(Problem details):
Begin with the line holding "query, best first.", then print every line after it through the end of the data, exactly and with nothing added.

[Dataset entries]
==*==
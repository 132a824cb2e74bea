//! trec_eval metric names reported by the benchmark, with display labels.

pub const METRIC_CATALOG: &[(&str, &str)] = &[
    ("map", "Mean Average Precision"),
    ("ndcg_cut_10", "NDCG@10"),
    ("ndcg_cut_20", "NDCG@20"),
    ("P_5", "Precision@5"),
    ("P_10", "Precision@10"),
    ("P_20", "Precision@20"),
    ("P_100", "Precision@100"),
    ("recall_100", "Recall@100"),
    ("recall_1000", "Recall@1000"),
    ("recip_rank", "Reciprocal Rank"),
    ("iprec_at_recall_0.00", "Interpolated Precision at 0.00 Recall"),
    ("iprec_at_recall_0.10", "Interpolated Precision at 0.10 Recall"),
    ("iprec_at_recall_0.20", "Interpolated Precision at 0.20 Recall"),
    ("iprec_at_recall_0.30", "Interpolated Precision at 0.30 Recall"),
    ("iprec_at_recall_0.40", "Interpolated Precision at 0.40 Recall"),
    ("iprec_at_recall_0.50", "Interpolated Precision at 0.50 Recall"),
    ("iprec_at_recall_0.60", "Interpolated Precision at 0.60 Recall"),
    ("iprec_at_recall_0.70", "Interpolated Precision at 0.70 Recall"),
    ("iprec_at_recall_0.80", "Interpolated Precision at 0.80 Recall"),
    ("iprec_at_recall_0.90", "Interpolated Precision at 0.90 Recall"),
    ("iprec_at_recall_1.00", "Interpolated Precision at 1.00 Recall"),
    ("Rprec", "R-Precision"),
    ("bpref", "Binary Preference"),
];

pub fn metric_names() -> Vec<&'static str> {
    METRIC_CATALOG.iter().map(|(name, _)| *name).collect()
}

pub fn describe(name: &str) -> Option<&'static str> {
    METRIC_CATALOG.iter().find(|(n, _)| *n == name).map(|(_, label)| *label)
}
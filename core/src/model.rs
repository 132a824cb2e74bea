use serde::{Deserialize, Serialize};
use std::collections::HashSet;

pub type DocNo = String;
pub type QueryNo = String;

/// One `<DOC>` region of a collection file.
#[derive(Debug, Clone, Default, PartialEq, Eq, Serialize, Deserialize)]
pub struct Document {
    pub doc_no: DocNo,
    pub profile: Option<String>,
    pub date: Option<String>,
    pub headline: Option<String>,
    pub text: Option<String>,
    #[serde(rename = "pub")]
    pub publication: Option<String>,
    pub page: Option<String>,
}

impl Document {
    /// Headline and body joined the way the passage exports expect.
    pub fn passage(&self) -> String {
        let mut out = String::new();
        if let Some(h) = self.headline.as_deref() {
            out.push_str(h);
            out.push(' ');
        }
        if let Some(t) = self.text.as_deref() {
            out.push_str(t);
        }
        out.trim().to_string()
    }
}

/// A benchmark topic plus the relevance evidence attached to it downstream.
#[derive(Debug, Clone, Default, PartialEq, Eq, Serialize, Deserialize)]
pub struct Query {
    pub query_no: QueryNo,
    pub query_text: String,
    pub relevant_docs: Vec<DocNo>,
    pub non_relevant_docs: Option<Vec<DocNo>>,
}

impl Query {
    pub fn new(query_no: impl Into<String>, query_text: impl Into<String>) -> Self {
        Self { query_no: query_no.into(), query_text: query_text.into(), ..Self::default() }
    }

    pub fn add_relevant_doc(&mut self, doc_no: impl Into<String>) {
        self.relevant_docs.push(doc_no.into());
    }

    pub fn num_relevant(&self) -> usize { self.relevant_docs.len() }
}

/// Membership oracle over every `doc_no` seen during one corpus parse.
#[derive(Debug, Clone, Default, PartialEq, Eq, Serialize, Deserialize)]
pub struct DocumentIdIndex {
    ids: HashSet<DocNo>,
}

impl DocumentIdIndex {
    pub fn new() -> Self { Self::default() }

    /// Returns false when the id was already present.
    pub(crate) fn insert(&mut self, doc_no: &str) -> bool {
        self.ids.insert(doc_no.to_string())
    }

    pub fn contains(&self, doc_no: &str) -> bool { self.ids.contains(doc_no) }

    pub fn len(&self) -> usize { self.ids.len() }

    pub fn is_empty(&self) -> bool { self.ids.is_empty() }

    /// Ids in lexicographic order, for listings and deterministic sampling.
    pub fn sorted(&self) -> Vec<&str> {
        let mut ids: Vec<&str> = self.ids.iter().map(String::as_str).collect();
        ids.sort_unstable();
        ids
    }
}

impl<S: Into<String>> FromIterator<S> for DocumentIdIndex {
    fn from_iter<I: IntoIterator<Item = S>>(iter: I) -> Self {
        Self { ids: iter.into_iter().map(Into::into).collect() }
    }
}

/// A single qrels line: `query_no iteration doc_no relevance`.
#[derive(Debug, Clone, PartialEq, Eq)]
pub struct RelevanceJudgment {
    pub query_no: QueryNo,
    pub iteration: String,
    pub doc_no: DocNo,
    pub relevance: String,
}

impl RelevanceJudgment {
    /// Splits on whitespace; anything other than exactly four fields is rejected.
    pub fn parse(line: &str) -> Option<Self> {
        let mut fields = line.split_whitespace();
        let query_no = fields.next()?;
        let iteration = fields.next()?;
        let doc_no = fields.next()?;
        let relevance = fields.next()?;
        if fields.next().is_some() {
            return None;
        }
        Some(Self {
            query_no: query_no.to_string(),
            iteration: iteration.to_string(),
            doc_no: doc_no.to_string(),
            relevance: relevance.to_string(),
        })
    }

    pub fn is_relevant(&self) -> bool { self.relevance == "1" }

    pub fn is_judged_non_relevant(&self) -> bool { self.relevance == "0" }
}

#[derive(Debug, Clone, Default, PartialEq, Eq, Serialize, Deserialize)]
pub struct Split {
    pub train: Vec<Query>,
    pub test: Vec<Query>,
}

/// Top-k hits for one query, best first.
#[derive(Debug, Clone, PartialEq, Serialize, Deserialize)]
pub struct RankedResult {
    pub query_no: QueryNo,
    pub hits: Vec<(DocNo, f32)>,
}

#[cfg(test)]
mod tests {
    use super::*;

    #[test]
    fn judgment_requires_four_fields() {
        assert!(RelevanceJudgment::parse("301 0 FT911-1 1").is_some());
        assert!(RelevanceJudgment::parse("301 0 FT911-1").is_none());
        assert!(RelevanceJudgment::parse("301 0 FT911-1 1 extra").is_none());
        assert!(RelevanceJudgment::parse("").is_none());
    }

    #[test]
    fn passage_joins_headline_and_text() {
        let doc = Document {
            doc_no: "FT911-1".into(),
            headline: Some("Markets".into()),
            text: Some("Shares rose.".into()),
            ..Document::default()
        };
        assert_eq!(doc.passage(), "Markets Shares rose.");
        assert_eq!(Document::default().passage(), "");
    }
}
==*==
(Answer to this problem):
/// Top-k hits for one query, best first.
#[derive(Debug, Clone, PartialEq, Serialize, Deserialize)]
pub struct RankedResult {
    pub query_no: QueryNo,
    pub hits: Vec<(DocNo, f32)>,
}

#[cfg(test)]
mod tests {
    use super::*;

    #[test]
    fn judgment_requires_four_fields() {
        assert!(RelevanceJudgment::parse("301 0 FT911-1 1").is_some());
        assert!(RelevanceJudgment::parse("301 0 FT911-1").is_none());
        assert!(RelevanceJudgment::parse("301 0 FT911-1 1 extra").is_none());
        assert!(RelevanceJudgment::parse("").is_none());
    }

    #[test]
    fn passage_joins_headline_and_text() {
        let doc = Document {
            doc_no: "FT911-1".into(),
            headline: Some("Markets".into()),
            text: Some("Shares rose.".into()),
            ..Document::default()
        };
        assert_eq!(doc.passage(), "Markets Shares rose.");
        assert_eq!(Document::default().passage(), "");
    }
}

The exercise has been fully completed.